More on credit cards

My last post on credit cards got me thinking about the recent change I made to one of my cards.
At the end of last year, Citi jacked my interest rate up from 11.9% to 24.9%. I've never missed a payment with them, and have never had any fees incurred. I called them to find out why and the excuse they gave me was "it's to maintain the level of service you're accustomed to". In other words "we're jacking the rates up before the credit card reform bill prevents us from doing it". So I decided to cancel the card and got put through to one of their customer retention people. After some wrangling, they offered to drop the rate by 1%. I pointed out that I could cancel the card and sign up again on their website and get a 4.9% introductory rate but it didn't make any difference. Then they offered me 50,000 miles for my American Airlines account. Time to play them at their own game. I took the dropped interest rate and the 50,000 miles and let it lie for a month or so.
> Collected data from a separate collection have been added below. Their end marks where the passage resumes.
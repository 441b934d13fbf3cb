//! Error taxonomy for the core engines.
//!
//! Collaborator failures (embedding, completion, store) are carried as
//! [`anyhow::Error`] and never wrapped here; these variants cover the
//! failures the core itself detects.

use thiserror::Error;

#[derive(Debug, Clone, PartialEq, Eq, Error)]
pub enum CoreError {
    /// Chunking or retrieval parameters that would make processing fail.
    #[error("invalid configuration: {0}")]
    InvalidConfig(String),

    /// A document record rejected at the ingestion boundary.
    #[error("malformed document '{id}': {reason}")]
    MalformedDocument { id: String, reason: String },

    /// A search request outside the accepted bounds.
    #[error("invalid search request: {0}")]
    InvalidRequest(String),
}

impl CoreError {
    pub fn malformed(id: impl Into<String>, reason: impl Into<String>) -> Self {
        CoreError::MalformedDocument {
            id: id.into(),
            reason: reason.into(),
        }
    }
}
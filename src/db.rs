//! SQLite database connection management.
//!
//! WAL mode is enabled for every connection so a running search can read
//! while an ingest writes. The database file and its parent directories
//! are created on first connect.

use anyhow::{Context, Result};
use sqlx::sqlite::{SqliteConnectOptions, SqliteJournalMode, SqlitePool, SqlitePoolOptions};
use std::str::FromStr;

use crate::config::Config;

/// Create a pool of up to 5 connections to the configured database.
pub async fn connect(config: &Config) -> Result<SqlitePool> {
    let db_path = &config.db.path;

    if let Some(parent) = db_path.parent() {
        if !parent.as_os_str().is_empty() {
            std::fs::create_dir_all(parent).with_context(|| {
                format!("Failed to create database directory: {}", parent.display())
            })?;
        }
    }

    let options = SqliteConnectOptions::from_str(&format!("sqlite:{}", db_path.display()))?
        .create_if_missing(true)
        .foreign_keys(true)
        .journal_mode(SqliteJournalMode::Wal);

    let pool = SqlitePoolOptions::new()
        .max_connections(5)
        .connect_with(options)
        .await
        .with_context(|| format!("Failed to open database: {}", db_path.display()))?;

    Ok(pool)
}
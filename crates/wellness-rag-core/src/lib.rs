//! # Wellness RAG Core
//!
//! Pure logic for the wellness research search service: document models,
//! the sentence-aware chunker, the evidence grader, provider traits, the
//! store abstraction, and the retrieval pipeline that ties them together.
//!
//! This crate performs no filesystem or network I/O. Embedding, completion
//! and storage backends are injected by the application through the
//! [`embedding::EmbeddingProvider`], [`completion::CompletionProvider`] and
//! [`store::Store`] traits.
//!
//! ## Modules
//!
//! | Module | Purpose |
//! |--------|---------|
//! | [`models`] | Documents, chunks, grades, citations, search requests |
//! | [`error`] | Configuration, malformed-input and request errors |
//! | [`chunk`] | Overlapping, sentence-aware text chunker |
//! | [`grading`] | Deterministic evidence grading |
//! | [`embedding`] | Embedding provider trait and vector utilities |
//! | [`completion`] | Completion provider trait, model grade parsing, citation markers |
//! | [`store`] | Storage trait and in-memory implementation |
//! | [`rag`] | Ingestion and query pipeline |

pub mod chunk;
pub mod completion;
pub mod embedding;
pub mod error;
pub mod grading;
pub mod models;
pub mod rag;
pub mod store;

pub use error::CoreError;
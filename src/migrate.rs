use anyhow::Result;
use sqlx::SqlitePool;
use tracing::info;

use crate::config::Config;
use crate::db;

/// Create the schema if it does not exist. Safe to run repeatedly.
pub async fn run_migrations(config: &Config) -> Result<()> {
    let pool = db::connect(config).await?;
    apply_schema(&pool).await?;
    pool.close().await;
    info!(db = %config.db.path.display(), "schema ready");
    Ok(())
}

pub async fn apply_schema(pool: &SqlitePool) -> Result<()> {
    // authors, conflicts and keywords are JSON arrays
    sqlx::query(
        r#"
        CREATE TABLE IF NOT EXISTS documents (
            id TEXT PRIMARY KEY,
            title TEXT NOT NULL,
            abstract TEXT NOT NULL,
            authors TEXT NOT NULL DEFAULT '[]',
            journal TEXT NOT NULL DEFAULT '',
            publication_date TEXT NOT NULL,
            doi TEXT,
            pmid TEXT,
            url TEXT,
            study_type TEXT NOT NULL,
            sample_size INTEGER,
            conflicts_of_interest TEXT NOT NULL DEFAULT '[]',
            keywords TEXT NOT NULL DEFAULT '[]',
            created_at INTEGER NOT NULL,
            updated_at INTEGER NOT NULL
        )
        "#,
    )
    .execute(pool)
    .await?;

    sqlx::query(
        r#"
        CREATE TABLE IF NOT EXISTS chunks (
            id TEXT PRIMARY KEY,
            document_id TEXT NOT NULL,
            chunk_index INTEGER NOT NULL,
            content TEXT NOT NULL,
            section TEXT NOT NULL DEFAULT 'abstract',
            page_number INTEGER,
            word_count INTEGER NOT NULL,
            hash TEXT NOT NULL,
            embedding BLOB,
            embedded_at INTEGER,
            created_at INTEGER NOT NULL,
            UNIQUE(document_id, section, chunk_index),
            FOREIGN KEY (document_id) REFERENCES documents(id) ON DELETE CASCADE
        )
        "#,
    )
    .execute(pool)
    .await?;

    sqlx::query("CREATE INDEX IF NOT EXISTS idx_chunks_document_id ON chunks(document_id)")
        .execute(pool)
        .await?;
    sqlx::query(
        "CREATE INDEX IF NOT EXISTS idx_documents_publication_date ON documents(publication_date DESC)",
    )
    .execute(pool)
    .await?;
    sqlx::query("CREATE INDEX IF NOT EXISTS idx_documents_study_type ON documents(study_type)")
        .execute(pool)
        .await?;

    Ok(())
}

/// Delete all chunks, then all documents.
pub async fn reset(config: &Config) -> Result<()> {
    let pool = db::connect(config).await?;
    apply_schema(&pool).await?;

    let chunks = sqlx::query("DELETE FROM chunks").execute(&pool).await?;
    let documents = sqlx::query("DELETE FROM documents").execute(&pool).await?;
    pool.close().await;

    info!(
        chunks = chunks.rows_affected(),
        documents = documents.rows_affected(),
        "database reset"
    );
    println!(
        "Reset complete: removed {} documents and {} chunks",
        documents.rows_affected(),
        chunks.rows_affected()
    );
    Ok(())
}
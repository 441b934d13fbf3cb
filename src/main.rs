//! # Wellness RAG CLI (`wrag`)
//!
//! ## Usage
//!
//! ```bash
//! wrag --config ./config/wrag.toml <command>
//! ```
//!
//! ## Commands
//!
//! | Command | Description |
//! |---------|-------------|
//! | `wrag init` | Create the SQLite database and schema |
//! | `wrag ingest <file>` | Validate, chunk, embed and store research documents |
//! | `wrag search "<query>"` | Answer a question with citations and an evidence grade |
//! | `wrag grade <file>` | Grade a document set offline |
//! | `wrag reembed` | Embed chunks that have no vector yet |
//! | `wrag stats` | Show what is indexed |
//! | `wrag health` | Check the database and provider credentials |
//! | `wrag reset --yes` | Delete every document and chunk |

use clap::{Parser, Subcommand};
use std::path::PathBuf;

use wellness_rag::search::FilterArgs;
use wellness_rag::{config, embed_cmd, grade, ingest, logging, migrate, search, stats};

/// Wellness RAG: evidence-graded answers over wellness research.
///
/// All commands accept a `--config` flag pointing to a TOML configuration
/// file. See `config/wrag.example.toml` for a full example.
#[derive(Parser)]
#[command(
    name = "wrag",
    about = "Wellness RAG — evidence-graded answers over wellness research",
    version
)]
struct Cli {
    /// Path to configuration file (TOML).
    #[arg(long, global = true, default_value = "./config/wrag.toml")]
    config: PathBuf,

    #[command(subcommand)]
    command: Commands,
}

#[derive(Subcommand)]
enum Commands {
    /// Initialize the database schema. Safe to run repeatedly.
    Init,

    /// Ingest research documents from a JSON file.
    ///
    /// Chunks are embedded inline when an embedding provider is configured,
    /// otherwise they are stored pending `wrag reembed`.
    Ingest {
        /// JSON array of document records, or `{"documents": [...]}`.
        file: PathBuf,

        /// Validate and count chunks without writing to the database.
        #[arg(long)]
        dry_run: bool,

        /// Maximum number of records to process.
        #[arg(long)]
        limit: Option<usize>,
    },

    /// Answer a question from the indexed research.
    Search {
        query: String,

        /// Maximum number of chunks to retrieve (1-50).
        #[arg(long)]
        limit: Option<usize>,

        /// Restrict to a study type, e.g. "Randomized Controlled Trial". Repeatable.
        #[arg(long = "study-type")]
        study_types: Vec<String>,

        /// Earliest publication date (YYYY-MM-DD, YYYY-MM or YYYY).
        #[arg(long)]
        since: Option<String>,

        /// Latest publication date (YYYY-MM-DD, YYYY-MM or YYYY).
        #[arg(long)]
        until: Option<String>,

        /// Drop documents reporting fewer participants, or none.
        #[arg(long)]
        min_sample_size: Option<u32>,

        /// Drop documents that declare a conflict of interest.
        #[arg(long)]
        exclude_conflicts: bool,

        /// Print the full result as JSON.
        #[arg(long)]
        json: bool,
    },

    /// Grade the evidence in a documents file without retrieval.
    Grade {
        file: PathBuf,

        /// Year recency is measured against. Defaults to the current year.
        #[arg(long)]
        as_of_year: Option<i32>,

        #[arg(long)]
        json: bool,
    },

    /// Embed chunks that are missing vectors.
    Reembed {
        /// Re-embed a single chunk, even if it already has a vector.
        #[arg(long)]
        chunk_id: Option<String>,

        /// Maximum number of chunks to embed in this run.
        #[arg(long)]
        limit: Option<usize>,

        /// Override the batch size from config (texts per API call).
        #[arg(long)]
        batch_size: Option<usize>,

        /// Show counts without embedding anything.
        #[arg(long)]
        dry_run: bool,
    },

    /// Show database statistics.
    Stats,

    /// Check database connectivity and provider configuration.
    Health {
        #[arg(long)]
        json: bool,
    },

    /// Delete all documents and chunks.
    Reset {
        /// Confirm the deletion.
        #[arg(long)]
        yes: bool,
    },
}

#[tokio::main]
async fn main() -> anyhow::Result<()> {
    let cli = Cli::parse();
    let cfg = config::load_config(&cli.config)?;
    logging::init(&cfg.logging);

    match cli.command {
        Commands::Init => {
            migrate::run_migrations(&cfg).await?;
            println!("Database initialized successfully.");
        }
        Commands::Ingest {
            file,
            dry_run,
            limit,
        } => {
            ingest::run_ingest(&cfg, &file, dry_run, limit).await?;
        }
        Commands::Search {
            query,
            limit,
            study_types,
            since,
            until,
            min_sample_size,
            exclude_conflicts,
            json,
        } => {
            let filters = FilterArgs {
                study_types,
                since,
                until,
                min_sample_size,
                exclude_conflicts,
            };
            search::run_search(&cfg, &query, limit, filters, json).await?;
        }
        Commands::Grade {
            file,
            as_of_year,
            json,
        } => {
            grade::run_grade(&cfg, &file, as_of_year, json)?;
        }
        Commands::Reembed {
            chunk_id,
            limit,
            batch_size,
            dry_run,
        } => {
            embed_cmd::run_reembed(&cfg, chunk_id.as_deref(), limit, batch_size, dry_run).await?;
        }
        Commands::Stats => {
            stats::run_stats(&cfg).await?;
        }
        Commands::Health { json } => {
            stats::run_health(&cfg, json).await?;
        }
        Commands::Reset { yes } => {
            if !yes {
                anyhow::bail!("Refusing to delete all data without --yes");
            }
            migrate::reset(&cfg).await?;
        }
    }

    Ok(())
}
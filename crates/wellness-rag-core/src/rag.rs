//! Ingestion and query pipeline.
//!
//! [`RagPipeline`] ties the chunker and grader to the injected collaborators:
//!
//! ```text
//! ingest: document ─► chunk abstract ─► embed (one batch) ─► store
//! search: query ─► embed ─► vector search ─► fetch documents ─► filter
//!         ─► context ─► answer ─► grade ─► citations
//! ```
//!
//! Collaborator errors propagate unchanged. Retries, if any, belong to the
//! providers themselves.

use std::collections::{HashMap, HashSet};
use std::sync::Arc;
use std::time::Instant;

use anyhow::{bail, Context, Result};
use serde::Serialize;
use tracing::{debug, info, info_span, warn, Instrument};
use uuid::Uuid;

use crate::chunk::{chunk_document, ChunkingOptions};
use crate::completion::{dangling_citations, parse_model_grade, CompletionProvider};
use crate::embedding::EmbeddingProvider;
use crate::error::CoreError;
use crate::grading::grade_evidence;
use crate::models::{
    Chunk, Citation, Document, QueryResult, RetrievedChunk, SearchMetadata, SearchRequest,
};
use crate::store::Store;

pub const DEFAULT_MATCH_THRESHOLD: f64 = 0.7;
pub const DEFAULT_MATCH_COUNT: usize = 10;
pub const MAX_MATCH_COUNT: usize = 50;
pub const MAX_QUERY_CHARS: usize = 500;

const CITATION_PREVIEW_CHARS: usize = 100;
const NO_RESULTS_ANSWER: &str = "No relevant research was found for this query.";

#[derive(Debug, Clone, Copy, PartialEq)]
pub struct RetrievalSettings {
    /// Minimum cosine similarity (exclusive) for a chunk to match.
    pub match_threshold: f64,
    /// Result limit when a request does not set one.
    pub match_count: usize,
    /// Also ask the completion provider for its own grade.
    pub model_grading: bool,
}

impl Default for RetrievalSettings {
    fn default() -> Self {
        Self {
            match_threshold: DEFAULT_MATCH_THRESHOLD,
            match_count: DEFAULT_MATCH_COUNT,
            model_grading: false,
        }
    }
}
Once the miles had shown up in my AA account, I then signed up for a Delta Amex card. They had an introductory rate of 4.9% but it only went up to 11.9% after a year. And for signing up I got 10,000 Delta Skymiles. Sweet. Next I did a balance transfer of everything left on my Citi card to the new Amex card, for which I earned another 10,000 Delta miles, and zero percent on balance transfers. Finally I used all my American miles to buy a ticket to England in business class, and used my new Amex card to pay the taxes and fees, for which I earned another 10,000 Delta miles - because it was the first purchase on the new card. Once that was done, I cancelled the Citi card.
So to recap - Citi screwed me, so I screwed them for 50,000 miles then closed the account. By changing to Amex I earned 30,000 miles on Delta, and got a massively reduced interest rate. Win-win for me. Lose for Citi, win for Amex.